Jason DeBode (left) and Ben Blackford

Jason DeBode (left) and Ben Blackford

Those who hit it big with a million-dollar idea always seem to get all the attention.

But, as many entrepreneurs will tell you, it is the businesses that crash and burn that sometimes teach the best lessons.

“You learn way more in failure than you do in success,” said Dan Lauer, founding executive director of UMSL Accelerate at the University of Missouri-St. Louis.

Failure is common. According to an article by Georgia McIntyre of Fundera.com, half of new businesses are gone after five years and 20 percent of them won’t even survive to see their first birthday. It prompts two important questions: Why do so many businesses fail and what pitfalls can entrepreneurs learn to avoid?

Often, the answer is simple. You just may not have the right product.

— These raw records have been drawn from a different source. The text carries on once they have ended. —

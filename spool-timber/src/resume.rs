//! Rebuilding a tree from its frontier.
//!
//! The frontier pins the digest of every completed left node, which covers
//! `[0, leaf_count)` and is exactly what later appends hash against. The
//! rebuilt tree holds those nodes as digest-only leaves at internal depths.
//! When a deeper frontier node falls inside one of them, the covering node is
//! sealed: it keeps its digest and gains just enough children to reach the
//! deeper node.

use spool_common::{Digest, HashDomain};
use tracing::debug;

use crate::arena::{Node, NodeId, NodeKind, ZERO_LEAF};
use crate::error::{Result, TimberError};
use crate::tree::{bit, frontier_len, frontier_position, Timber};

impl<H: HashDomain> Timber<H> {
    /// Resume from a frontier as returned by [`Timber::frontier`], for a
    /// tree holding `leaf_count` leaves. A full tree's frontier is read
    /// root first.
    ///
    /// Appends, roots and frontiers continue exactly as in the original tree.
    /// Paths can only be produced for leaves appended after the resume point.
    pub fn from_frontier(
        hasher: H,
        height: u8,
        frontier: &[Digest],
        leaf_count: u64,
    ) -> Result<Self> {
        let mut tree = Timber::new(hasher, height)?;
        if leaf_count > tree.capacity() {
            return Err(TimberError::InvalidFrontier(format!(
                "leaf count {} exceeds capacity {}",
                leaf_count,
                tree.capacity()
            )));
        }
        let expected = frontier_len(leaf_count);
        if frontier.len() != expected {
            return Err(TimberError::InvalidFrontier(format!(
                "{} leaves need {} frontier entries, got {}",
                leaf_count,
                expected,
                frontier.len()
            )));
        }
        if leaf_count == 0 {
            return Ok(tree);
        }

        let full = leaf_count == tree.capacity();
        // Shallow nodes first, so deeper ones land inside them.
        for level in (0..expected).rev() {
            let position = frontier_position(leaf_count >> level);
            let depth = height as u32 - level as u32;
            let entry = if full { expected - 1 - level } else { level };
            tree.plant(depth, position, frontier[entry]);
        }
        let top = tree.top;
        tree.refresh_subtree(top);
        tree.resumed_at = leaf_count;
        tree.set_root_digest(leaf_count);

        debug!(
            "Resumed tree of height {} at {} leaves, root={}",
            height,
            leaf_count,
            tree.root()
        );
        Ok(tree)
    }

    /// Place a digest-only leaf at `depth` / `position`.
    fn plant(&mut self, depth: u32, position: u64, value: Digest) {
        if depth == 0 {
            self.top = self.arena.alloc(Node::leaf(value));
            return;
        }
        self.top = self.open(self.top);
        let mut current = self.top;
        for d in 0..depth {
            let go_right = bit(position, depth - 1 - d);
            let child = self.arena.child(current, go_right).unwrap_or(ZERO_LEAF);
            if d + 1 == depth {
                if child != ZERO_LEAF {
                    self.arena.release(child);
                }
                let leaf = self.arena.alloc(Node::leaf(value));
                self.arena.set_child(current, go_right, leaf);
            } else {
                let opened = self.open(child);
                self.arena.set_child(current, go_right, opened);
                current = opened;
            }
        }
    }

    /// Make `id` interior: the empty leaf becomes a fresh branch, a
    /// digest-only leaf becomes a sealed node keeping its digest.
    fn open(&mut self, id: NodeId) -> NodeId {
        match self.arena.get(id).kind {
            NodeKind::Branch { .. } | NodeKind::Sealed { .. } => id,
            NodeKind::Leaf(_) if id == ZERO_LEAF => self.arena.alloc(Node::empty_branch()),
            NodeKind::Leaf(_) => {
                self.arena.set_kind(
                    id,
                    NodeKind::Sealed {
                        left: ZERO_LEAF,
                        right: ZERO_LEAF,
                    },
                );
                id
            }
        }
    }

    /// Post-order rehash of plain branches. Sealed digests stay as planted.
    fn refresh_subtree(&mut self, root: NodeId) {
        let mut stack = vec![(root, false)];
        while let Some((id, children_done)) = stack.pop() {
            match self.arena.get(id).kind {
                NodeKind::Branch { left, right } if !children_done => {
                    stack.push((id, true));
                    stack.push((left, false));
                    stack.push((right, false));
                }
                NodeKind::Branch { .. } => self.refresh(id),
                NodeKind::Sealed { .. } | NodeKind::Leaf(_) => {}
            }
        }
    }
}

“A lot of times what we’ll see is that the market the client thinks is there may not actually be there,” Jason DeBode, assistant professor of management at Missouri State University said. “They’ve effectively developed a solution for a problem that may not actually exist.”

But DeBode points out that even entrepreneurs who have something worth selling and someone eager to buy it can find themselves in a mess if they don’t consider the logistics of cashflow. It isn’t just about seeing if you can make money. It also matters when you can make that money. Hitting the end of your credit line halfway through can lead to a lot of broken dreams.

“While they may be projecting to earn a year-end profit, two months in, they’ve exhausted their working capital and they don’t have enough money to cover their bills or pay their employees,” DeBode said.

He advises that startups avoid padding demand estimates with rosy figures when reality may require a longer period before the business sees enough market share to hit break even.

DeBode said that a “soft launch” or “prelaunch” can allow entrepreneurs to gather feedback from potential customers. He recommends working with a small business development center that has resources that can help one better understand the fiscal challenges in the marketplace.

He also said to make sure you have committed investors, as opposed to vague statements of intent from well-wishers who don’t really plan on anteing up but may not feel comfortable saying so directly.

“Sometimes, friends just don’t like to tell you ‘no,’” he said.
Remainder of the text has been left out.